Brexit: How Students Are Being Affected

PLMR’s Sara Ghaffari takes a look at the student accommodation sector’s resilience following the UK’s vote to leave the European Union.

The Brexit vote has had, and will continue to have significant implications across all construction and development sectors, including higher education. However, despite fears that Brexit will limit the number of EU-students or foreign students in the UK, developers should be assured that, the student housing market will continue to provide a robust and lucrative business model for the sector.

Here are the reasons why:

1. Student accommodation remains a low risk market

Every year demand for university places from domestic students significantly outstrips supply, with around 180,000 applications being rejected annually. EU students represent only six per cent of all full-time students in the UK (130,000), so even if the number of new students from European neighbours were to decrease, there would remain a high demand for those places amongst UK students. Whilst UK universities continue to fill their student places, students will require accommodation – the outlook looks positive.

2. Universities want to keep foreign students
Income from international students is the biggest source of revenue growth for UK universities – forecast to reach £ £4.6bn in 2018. This funding is vital to the prosperity of the UK’s academic institutions and the research they produce. With fears that EU funding streams may dry up, universities aren’t going to let foreign students leave easily.

3. Government is aware of the importance of protecting higher education
Whilst rhetoric towards foreign students has reflected the government’s hard immigration position, the government continues to spend millions on promoting the UK’s higher education expertise to foreign markets. The sector is a significant part of the UK’s export economy, generating £73bn in export earnings and supporting around 757,000 jobs, and as a result the government will seek to preserve the UK’s leadership and influence in academia and research.
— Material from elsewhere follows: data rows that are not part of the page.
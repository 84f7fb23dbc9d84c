use chrono::Utc;
use sea_orm::{ConnectionTrait, QueryOrder, QuerySelect};
use thiserror::Error;

use crate::{
    entity::prelude::*,
    ids::{CommentId, MentionId, PostId, UserId},
};

/// Maximum nesting level. Replies targeting a comment at this depth are
/// redirected to siblings by the writer.
pub const MAX_DEPTH: i32 = 3;

/// Content length cap in characters, checked on the trimmed text.
pub const MAX_CONTENT_LEN: usize = 669;

#[derive(Debug, Error)]
pub enum CommentStoreError {
    #[error("fatal database error")]
    Db(#[from] DbErr),

    #[error("comment content is empty")]
    EmptyContent,

    #[error("comment content exceeds 669 characters")]
    ContentTooLong,

    #[error("comment depth {0} is outside the allowed range")]
    DepthOutOfRange(i32),

    #[error("root comment must not reference a parent")]
    RootWithParent,

    #[error("reply at depth {0} is missing a parent")]
    ReplyWithoutParent(i32),

    #[error("parent comment does not exist")]
    ParentNotFound,

    #[error("parent comment belongs to a different post")]
    ParentPostMismatch,

    #[error("parent depth does not precede comment depth")]
    ParentDepthMismatch,
}

/// Insert request for [`insert`]. The id and creation timestamp are assigned
/// by the store.
#[derive(Debug, Clone)]
pub struct NewComment {
    pub post_id: PostId,
    pub author_id: UserId,
    pub parent_id: Option<CommentId>,
    pub depth: i32,
    pub content: String,
    pub mentions: Vec<UserId>,
}

pub async fn get<C>(conn: &C, id: CommentId) -> Result<Option<CommentModel>, DbErr>
where
    C: ConnectionTrait,
{
    Comment::find_by_id(id).one(conn).await
}

/// Direct children of a comment within a post, oldest first.
pub async fn children<C>(
    conn: &C,
    post_id: PostId,
    parent_id: CommentId,
) -> Result<Vec<CommentModel>, DbErr>
where
    C: ConnectionTrait,
{
    Comment::find()
        .filter(CommentColumn::PostId.eq(post_id))
        .filter(CommentColumn::ParentId.eq(parent_id))
        .order_by_asc(CommentColumn::CreatedAt)
        .all(conn)
        .await
}

/// Root comments of a post, oldest first.
pub async fn roots<C>(
    conn: &C,
    post_id: PostId,
    offset: u64,
    limit: u64,
) -> Result<Vec<CommentModel>, DbErr>
where
    C: ConnectionTrait,
{
    Comment::find()
        .filter(CommentColumn::PostId.eq(post_id))
        .filter(CommentColumn::ParentId.is_null())
        .order_by_asc(CommentColumn::CreatedAt)
        .offset(offset)
        .limit(limit)
        .all(conn)
        .await
}

/// Insert a comment together with its mention rows.
///
/// Enforces the structural invariants before writing: depth within
/// `1..=MAX_DEPTH`, parent present exactly when depth > 1, parent in the same
/// post one level up, content trimmed/non-empty/within the cap. Run inside a
/// transaction when the mention rows must land atomically with the comment.
pub async fn insert<C>(conn: &C, new: NewComment) -> Result<CommentModel, CommentStoreError>
where
    C: ConnectionTrait,
{
    let content = new.content.trim();
    if content.is_empty() {
        return Err(CommentStoreError::EmptyContent);
    }
    if content.chars().count() > MAX_CONTENT_LEN {
        return Err(CommentStoreError::ContentTooLong);
    }
    if !(1..=MAX_DEPTH).contains(&new.depth) {
        return Err(CommentStoreError::DepthOutOfRange(new.depth));
    }

    match new.parent_id {
        None => {
            if new.depth != 1 {
                return Err(CommentStoreError::ReplyWithoutParent(new.depth));
            }
        }
        Some(parent_id) => {
            if new.depth == 1 {
                return Err(CommentStoreError::RootWithParent);
            }
            let parent = get(conn, parent_id)
                .await?
                .ok_or(CommentStoreError::ParentNotFound)?;
            if parent.post_id != new.post_id {
                return Err(CommentStoreError::ParentPostMismatch);
            }
            if parent.depth != new.depth - 1 {
                return Err(CommentStoreError::ParentDepthMismatch);
            }
        }
    }

    let comment = CommentActiveModel {
        id: Set(CommentId::new()),
        post_id: Set(new.post_id),
        author_id: Set(new.author_id),
        parent_id: Set(new.parent_id),
        depth: Set(new.depth),
        content: Set(content.to_string()),
        created_at: Set(Utc::now()),
    };

    let inserted = Comment::insert(comment).exec_with_returning(conn).await?;

    if !new.mentions.is_empty() {
        let rows = new.mentions.iter().map(|user_id| CommentMentionActiveModel {
            id: Set(MentionId::new()),
            comment_id: Set(inserted.id),
            user_id: Set(*user_id),
        });
        CommentMention::insert_many(rows).exec(conn).await?;
    }

    Ok(inserted)
}

/// Remove the given comments and their mention rows. Returns the number of
/// comments removed.
pub async fn bulk_delete<C>(conn: &C, ids: &[CommentId]) -> Result<u64, DbErr>
where
    C: ConnectionTrait,
{
    if ids.is_empty() {
        return Ok(0);
    }

    CommentMention::delete_many()
        .filter(CommentMentionColumn::CommentId.is_in(ids.iter().copied()))
        .exec(conn)
        .await?;

    let res = Comment::delete_many()
        .filter(CommentColumn::Id.is_in(ids.iter().copied()))
        .exec(conn)
        .await?;

    Ok(res.rows_affected)
}

/// Transitive descendant ids of `seed` within a post, excluding `seed`.
///
/// Breadth-first frontier expansion over `parent_id`. The depth cap bounds
/// this to two hops below a root today, but the loop makes no assumption
/// about how deep a subtree can get.
pub async fn descendant_ids<C>(
    conn: &C,
    post_id: PostId,
    seed: CommentId,
) -> Result<Vec<CommentId>, DbErr>
where
    C: ConnectionTrait,
{
    let mut collected: Vec<CommentId> = Vec::new();
    let mut frontier = vec![seed];

    while !frontier.is_empty() {
        let next: Vec<CommentId> = Comment::find()
            .select_only()
            .column(CommentColumn::Id)
            .filter(CommentColumn::PostId.eq(post_id))
            .filter(CommentColumn::ParentId.is_in(frontier))
            .into_tuple()
            .all(conn)
            .await?;

        collected.extend(next.iter().copied());
        frontier = next;
    }

    Ok(collected)
}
4. Demand for purpose-built accommodation remains high
Many university towns and cities – Oxford being a prime example – remain under-provided in student accommodation.  Students expect a higher standard of accommodation than in the past, and for many the old model of HMOs doesn’t cut it any more, particularly when rents can be exorbitant.  Universities also want to see high quality accommodation close to their campuses, as this helps make their offer all the more enticing.